Pertenece a un grupo de medicamentos llamados anticuerpos ampliamente neutralizantes (bNAbs).

Para más información sobre la forma en que se someten a prueba los medicamentos en fase de investigación durante ensayos clínicos, sírvanse leer las hojas informativas publicadas por HIVinfo tituladas ¿Qué es un medicamento contra el VIH en fase de investigación? y Ensayos clínicos sobre la infección por el VIH/SIDA.

¿Cómo obran los anticuerpos ampliamente neutralizantes? ¿Cómo obran los anticuerpos ampliamente neutralizantes?

¿Cómo obran los anticuerpos ampliamente neutralizantes?

Los anticuerpos son proteínas que produce el sistema inmunitario para combatir la infección. Una persona con el VIH produce anticuerpos específicos contra ese virus. Sin embargo, la mayoría de estos anticuerpos no impiden la multiplicación del VIH en el cuerpo.

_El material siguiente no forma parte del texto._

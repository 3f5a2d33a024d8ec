//! Shared fixtures for engine integration tests.

#![allow(dead_code)]

use std::collections::{BTreeMap, HashMap};
use std::sync::{Arc, Mutex};
use std::time::Duration;

use async_trait::async_trait;
use chrono::Utc;
use scopesync_core::settings::{ColorMap, SettingsOverlay};
use scopesync_core::types::{PrincipalId, TenantId};
use scopesync_engine::store::memory::StoreWrite;
use scopesync_events::SettingsEvent;
use tokio::sync::broadcast;
use scopesync_engine::{
    ApplicationSink, EngineConfig, MembershipDirectory, MemoryCacheStore, MemorySettingsStore,
    PrincipalRecord, RemoteSettingsStore, SyncEngine, SyncResult,
};

pub const TENANT_A: TenantId = 1;
pub const TENANT_B: TenantId = 2;
pub const OWNER: PrincipalId = 10;
pub const MEMBER: PrincipalId = 11;
pub const OTHER_MEMBER: PrincipalId = 12;

pub const DEBOUNCE: Duration = Duration::from_millis(1000);

pub fn colors(pairs: &[(&str, &str)]) -> ColorMap {
    pairs
        .iter()
        .map(|(k, v)| (k.to_string(), v.to_string()))
        .collect()
}

// ---------------------------------------------------------------------------
// RecordingSink
// ---------------------------------------------------------------------------

/// Sink that keeps the current tokens and a log of every call.
#[derive(Default)]
pub struct RecordingSink {
    tokens: Mutex<BTreeMap<String, String>>,
    calls: Mutex<Vec<String>>,
}

impl RecordingSink {
    pub fn token(&self, role: &str) -> Option<String> {
        self.tokens.lock().unwrap().get(role).cloned()
    }

    pub fn tokens(&self) -> BTreeMap<String, String> {
        self.tokens.lock().unwrap().clone()
    }

    pub fn calls(&self) -> Vec<String> {
        self.calls.lock().unwrap().clone()
    }
}

impl ApplicationSink for RecordingSink {
    fn set_token(&self, role: &str, token: &str) {
        self.tokens
            .lock()
            .unwrap()
            .insert(role.to_string(), token.to_string());
        self.calls.lock().unwrap().push(format!("set {role}={token}"));
    }

    fn remove_token(&self, role: &str) {
        self.tokens.lock().unwrap().remove(role);
        self.calls.lock().unwrap().push(format!("remove {role}"));
    }
}

// ---------------------------------------------------------------------------
// DelayedStore
// ---------------------------------------------------------------------------

/// Wraps a [`MemorySettingsStore`] and delays reads per tenant.
pub struct DelayedStore {
    pub inner: Arc<MemorySettingsStore>,
    delays: Mutex<HashMap<TenantId, Duration>>,
}

impl DelayedStore {
    pub fn new(inner: Arc<MemorySettingsStore>) -> Self {
        Self {
            inner,
            delays: Mutex::new(HashMap::new()),
        }
    }

    pub fn delay(&self, tenant_id: TenantId, delay: Duration) {
        self.delays.lock().unwrap().insert(tenant_id, delay);
    }

    async fn wait(&self, tenant_id: TenantId) {
        let delay = self.delays.lock().unwrap().get(&tenant_id).copied();
        if let Some(delay) = delay {
            tokio::time::sleep(delay).await;
        }
    }
}

#[async_trait]
impl RemoteSettingsStore for DelayedStore {
    async fn get(
        &self,
        tenant_id: TenantId,
        principal_id: Option<PrincipalId>,
    ) -> SyncResult<Option<SettingsOverlay>> {
        self.wait(tenant_id).await;
        self.inner.get(tenant_id, principal_id).await
    }

    async fn list_recent(&self, tenant_id: TenantId, limit: i64) -> SyncResult<Vec<PrincipalRecord>> {
        self.wait(tenant_id).await;
        self.inner.list_recent(tenant_id, limit).await
    }

    async fn upsert(
        &self,
        tenant_id: TenantId,
        principal_id: PrincipalId,
        settings: &SettingsOverlay,
    ) -> SyncResult<()> {
        self.inner.upsert(tenant_id, principal_id, settings).await
    }

    async fn exists(&self, tenant_id: TenantId, principal_id: Option<PrincipalId>) -> SyncResult<bool> {
        self.inner.exists(tenant_id, principal_id).await
    }

    async fn insert(
        &self,
        tenant_id: TenantId,
        principal_id: Option<PrincipalId>,
        settings: &SettingsOverlay,
    ) -> SyncResult<()> {
        self.inner.insert(tenant_id, principal_id, settings).await
    }

    async fn update(
        &self,
        tenant_id: TenantId,
        principal_id: Option<PrincipalId>,
        settings: &SettingsOverlay,
    ) -> SyncResult<()> {
        self.inner.update(tenant_id, principal_id, settings).await
    }
}

#[async_trait]
impl MembershipDirectory for DelayedStore {
    async fn role_of(&self, tenant_id: TenantId, principal_id: PrincipalId) -> SyncResult<Option<String>> {
        self.wait(tenant_id).await;
        self.inner.role_of(tenant_id, principal_id).await
    }

    async fn principals_with_roles(
        &self,
        tenant_id: TenantId,
        roles: &[String],
    ) -> SyncResult<Vec<PrincipalId>> {
        self.inner.principals_with_roles(tenant_id, roles).await
    }
}

// ---------------------------------------------------------------------------
// Harness
// ---------------------------------------------------------------------------

pub struct Harness {
    pub engine: SyncEngine,
    pub store: Arc<MemorySettingsStore>,
    pub delayed: Arc<DelayedStore>,
    pub cache: Arc<MemoryCacheStore>,
    pub sink: Arc<RecordingSink>,
}

impl Harness {
    /// Engine over a delayable in-memory store with one owner and two members
    /// in tenant A.
    pub fn new() -> Self {
        Self::with_cache(Arc::new(MemoryCacheStore::new()))
    }

    pub fn with_cache(cache: Arc<MemoryCacheStore>) -> Self {
        let store = Arc::new(MemorySettingsStore::new());
        store.put_member(TENANT_A, OWNER, "owner");
        store.put_member(TENANT_A, MEMBER, "member");
        store.put_member(TENANT_A, OTHER_MEMBER, "member");
        store.put_member(TENANT_B, OWNER, "member");

        let delayed = Arc::new(DelayedStore::new(Arc::clone(&store)));
        let sink = Arc::new(RecordingSink::default());
        let config = EngineConfig {
            debounce: DEBOUNCE,
            ..EngineConfig::default()
        };
        let engine = SyncEngine::new(
            config,
            delayed.clone(),
            delayed.clone(),
            cache.clone(),
            sink.clone(),
        );
        Self {
            engine,
            store,
            delayed,
            cache,
            sink,
        }
    }

    /// Seed the tenant-wide record.
    pub fn seed_tenant(&self, tenant_id: TenantId, settings: SettingsOverlay) {
        self.store.put_record(tenant_id, None, settings, Utc::now());
    }

    /// Switch scope and wait for the load to commit.
    pub async fn enter(&self, tenant_id: TenantId, principal_id: PrincipalId) {
        let handle = self
            .engine
            .set_scope(Some(tenant_id), Some(principal_id))
            .await
            .expect("scope change should start a load");
        handle.await.expect("load task panicked");
    }

    pub fn upserts(&self) -> Vec<StoreWrite> {
        self.store
            .writes()
            .into_iter()
            .filter(|w| matches!(w, StoreWrite::Upsert { .. }))
            .collect()
    }

    pub fn tenant_writes(&self) -> Vec<StoreWrite> {
        self.store
            .writes()
            .into_iter()
            .filter(StoreWrite::is_tenant_wide)
            .collect()
    }
}

/// Every event received so far, without waiting.
pub fn drain(rx: &mut broadcast::Receiver<SettingsEvent>) -> Vec<SettingsEvent> {
    let mut events = Vec::new();
    while let Ok(event) = rx.try_recv() {
        events.push(event);
    }
    events
}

Algunas personas con el VIH producen naturalmente tipos raros de anticuerpos contra eso virus llamados anticuerpos ampliamente neutralizantes (bNAbs). Estos son anticuerpos potentes que pueden obrar contra diferentes cepas del VIH. Los bNAbs pueden impedir la entrada del VIH a las células sanas y activar otros inmunocitos para ayudar a destruir las células infectadas.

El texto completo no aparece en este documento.